NBER Working Paper No. W13349


Contact: CHAD P. BOWN
Brandeis University - Department of Economics &
International Business School
Email: CBOWN@BRANDEIS.EDU
Auth-Page: http://ssrn.com/author=289335

Full Text: http://ssrn.com/abstract=1009799

ABSTRACT: This chapter assesses China's integration into the global trading system by examining areas of international political-economic friction associated with its increased trade.
We use a number of newly constructed data sets to examine tensions associated with its rapidly increasing trade and the trade policy commitments that China and its trading partners have undertaken as part of its 2001 WTO accession.

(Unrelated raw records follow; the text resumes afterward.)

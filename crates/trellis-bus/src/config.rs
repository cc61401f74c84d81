//! Bus configuration.

/// Behavioral knobs for a [`MessageBus`](crate::MessageBus).
///
/// # Depth limit
///
/// Dispatch is re-entrant: a listener may send while being delivered to.
/// Two listeners that trigger each other would otherwise recurse until the
/// stack blows; `max_depth` turns that into a clean
/// `BUS_DEPTH_EXCEEDED` error at the offending `send`.
///
/// # Example
///
/// ```
/// use trellis_bus::BusConfig;
///
/// let config = BusConfig::default().with_max_depth(8);
/// assert_eq!(config.max_depth, 8);
/// assert!(!config.trace_delivery);
/// ```
#[derive(Debug, Clone, Copy, PartialEq, Eq)]
pub struct BusConfig {
    /// Maximum number of simultaneously in-flight (nested) sends.
    pub max_depth: usize,
    /// Emit a `trace!` line for every listener invocation.
    pub trace_delivery: bool,
}

impl Default for BusConfig {
    fn default() -> Self {
        Self {
            max_depth: 32,
            trace_delivery: false,
        }
    }
}

impl BusConfig {
    /// Sets the re-entrancy depth limit.
    #[must_use]
    pub fn with_max_depth(mut self, max_depth: usize) -> Self {
        self.max_depth = max_depth;
        self
    }

    /// Enables per-delivery trace logging.
    #[must_use]
    pub fn with_trace_delivery(mut self) -> Self {
        self.trace_delivery = true;
        self
    }
}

With respect to China's exports, we examine data on WTO members' use of antidumping and their discriminatory treatment of Chinese firms prior to and following accession. We conclude that the application of antidumping against China has become more discriminatory since its 2001 accession. Furthermore, evidence from a regression analysis rules out the theory that pre-accession discrimination is associated with foreign targeting of high import tariff Chinese products as a WTO accession negotiation strategy. We also provide evidence that WTO members are also discriminating against China's exports by substituting use of new import-restricting China-safeguard policy instruments.
Next, with respect to China's imports, we examine data on China's antidumping use - now the WTO's fifth most frequent user of antidumping - by targeted sectors and countries. We also provide evidence from products within China's largest sectoral user of a positive relationship between the size of the accession year tariff liberalization and the subsequent resort to antidumping protection after accession. Finally, we examine China's experience in managing frictions associated with its growing role in world trade through formal WTO dispute settlement proceedings.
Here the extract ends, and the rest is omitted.